End-to-end data lake formation and analysis practice based on Data Lake Formation (DLF) - Data Lake Formation

Ingest data from ApsaraDB RDS into Object Storage Service (OSS) in Delta Lake format, then query and verify real-time data synchronization through Data Lake Formation (DLF).

Prerequisites

Before you begin, make sure that you have:

Activated the following services: DLF, OSS, Databricks DataInsight (DDI), RDS, and Data Transmission Service (DTS)
An ApsaraDB RDS for MySQL instance
Data Management (DMS) access to run SQL statements against RDS

Important

DLF, RDS, and DDI instances must be in the same region.

Step 1: Prepare source data in RDS

Create a database named dlf-demo in your RDS instance.
Create a user account (for example, dlf_admin) with read access to the dlf-demo database.

Log on to the database through DMS and run the following SQL to create the employees table:

   CREATE TABLE `employees` (
     `emp_no` int(11) NOT NULL,
     `birth_date` date NOT NULL,
     `first_name` varchar(14) NOT NULL,
     `last_name` varchar(16) NOT NULL,
     `gender` enum('M','F') NOT NULL,
     `hire_date` date NOT NULL,
     `create_time` DATETIME NOT NULL,
     `update_time` DATETIME NOT NULL,
     PRIMARY KEY (`emp_no`)
   ) ENGINE=InnoDB DEFAULT CHARSET=utf8

Insert sample data:

   INSERT INTO `employees` VALUES (10001,'1953-09-02','Georgi','Facello','M','1986-06-26', now(), now());
   INSERT INTO `employees` VALUES (10002,'1964-06-02','Bezalel','Simmel','F','1985-11-21', now(), now());

Step 2: Create a data source

Go to the DLF console.
In the left-side navigation pane, choose Data Ingestion > Data Source Management.
Click Create Data Source.
Enter the connection name, select the RDS instance created in Step 1, and enter the account credentials.
Click Connection Test to verify network connectivity and account availability.
Click Next, then Confirm to complete the data source creation.

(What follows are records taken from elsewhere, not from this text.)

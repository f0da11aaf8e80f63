//! Test and helper mocks for actuator_core

use actuator_traits::{Drive, Switches};

/// Switch port that reports fixed raw levels; useful for decision-only runs
/// and doctests.
pub struct FixedSwitches {
    pub extend: bool,
    pub shrink: bool,
}

impl Switches for FixedSwitches {
    fn read_extend(&mut self) -> Result<bool, Box<dyn std::error::Error + Send + Sync>> {
        Ok(self.extend)
    }
    fn read_shrink(&mut self) -> Result<bool, Box<dyn std::error::Error + Send + Sync>> {
        Ok(self.shrink)
    }
}

/// Drive port that discards every write. Never errors.
#[derive(Default)]
pub struct NoopDrive;

impl Drive for NoopDrive {
    fn set_extend_line(&mut self, _high: bool) -> Result<(), Box<dyn std::error::Error + Send + Sync>> {
        Ok(())
    }
    fn set_shrink_line(&mut self, _high: bool) -> Result<(), Box<dyn std::error::Error + Send + Sync>> {
        Ok(())
    }
    fn set_extend_indicator(&mut self, _on: bool) -> Result<(), Box<dyn std::error::Error + Send + Sync>> {
        Ok(())
    }
    fn set_shrink_indicator(&mut self, _on: bool) -> Result<(), Box<dyn std::error::Error + Send + Sync>> {
        Ok(())
    }
}
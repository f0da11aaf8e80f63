//! `From` implementations bridging `actuator_config` types to
//! `actuator_core` types.
//!
//! These eliminate manual field-by-field mapping in the CLI.

use crate::config::{ActuatorCfg, DriveCfg, HomingCfg, SwitchCfg};

impl From<&actuator_config::SwitchesCfg> for SwitchCfg {
    fn from(c: &actuator_config::SwitchesCfg) -> Self {
        Self {
            extend_active_high: c.extend_active_high,
            shrink_active_high: c.shrink_active_high,
            debounce_ms: c.debounce_ms,
        }
    }
}

impl From<&actuator_config::DriveCfg> for DriveCfg {
    fn from(c: &actuator_config::DriveCfg) -> Self {
        Self {
            extend_active_high: c.extend_active_high,
            shrink_active_high: c.shrink_active_high,
        }
    }
}

impl From<&actuator_config::HomingCfg> for HomingCfg {
    fn from(c: &actuator_config::HomingCfg) -> Self {
        Self {
            max_phase_ms: c.max_phase_ms,
        }
    }
}

impl From<&actuator_config::Config> for ActuatorCfg {
    fn from(c: &actuator_config::Config) -> Self {
        Self {
            switches: (&c.switches).into(),
            drive: (&c.drive).into(),
            homing: (&c.homing).into(),
        }
    }
}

Step 3: Create a metadatabase

Create a bucket named dlf-demo in OSS.
In the DLF console left-side navigation pane, choose Metadata Management > Metadatabase.
Click Create Metadatabase.
Enter a name for the metadatabase, create a directory named delta-test in the OSS bucket, and select it as the storage location.

Step 4: Create and run an ingestion task

In the left-side navigation pane, choose Data Ingestion > Ingestion Task Management.
Click Create Ingestion Task.
Select Relational Database Real-time Ingestion, fill in the data source, target data lake, task configuration, and other information. Save it.
Configure the data source, select the newly created dlf_demo connection, use the table path dlf_demo/employees, select to create a new DTS subscription, and fill in the name.
On the task management page, click Run on the newly created ingestion task. The task transitions from Initializing to Running status.
Click Details to view the task details and associated database table information.

This ingestion task performs both full and incremental ingestion. The full data import takes approximately 3 to 5 minutes. After the full import completes, the task automatically enters a real-time listening state and propagates subsequent data changes to the Delta Lake tables.

Step 5: Query data in the data lake

In the left-side navigation pane, choose Data Exploration > SQL Query.
In the metadatabase tree, expand dlf_demo_delta. The employees table appears, automatically created by the ingestion task.
Double-click the table name. A SELECT query for the table populates the SQL editor.
Click Run to execute the query and view the results.

Step 6: Verify real-time data synchronization

Return to the DMS console and run the following SQL statements to modify the source data:

   UPDATE `employees` SET `first_name` = 'dlf-demo', `update_time` = now() WHERE `emp_no` = 10001;
   DELETE FROM `employees` WHERE `emp_no` = 10002;
   INSERT INTO `employees` VALUES (10011,'1953-11-07','dlf-insert','Sluis','F','1990-01-22', now(), now());

After approximately 1 to 3 minutes, run the SELECT query from Step 5 again in the DLF Data Exploration > SQL Query page, and all data changes have been synchronized to the data lake.

Clean up resources

After completing the tutorial, delete the following resources to avoid ongoing charges:

In the DLF console, stop and delete the ingestion task.
Cancel the DTS subscription created for the ingestion task.
Delete the dlf-demo OSS bucket, or remove the delta-test directory if the bucket is shared.
Drop the dlf-demo database in RDS, or delete the RDS instance if it was created specifically for this tutorial.

Next steps

Use DDI (Spark) to run advanced analytics against the Delta Lake tables in OSS.
Connect additional compute engines such as Presto, Flink, MaxCompute, or Hologres to the DLF catalog.
Set up additional ingestion tasks for other data sources to expand your data lake.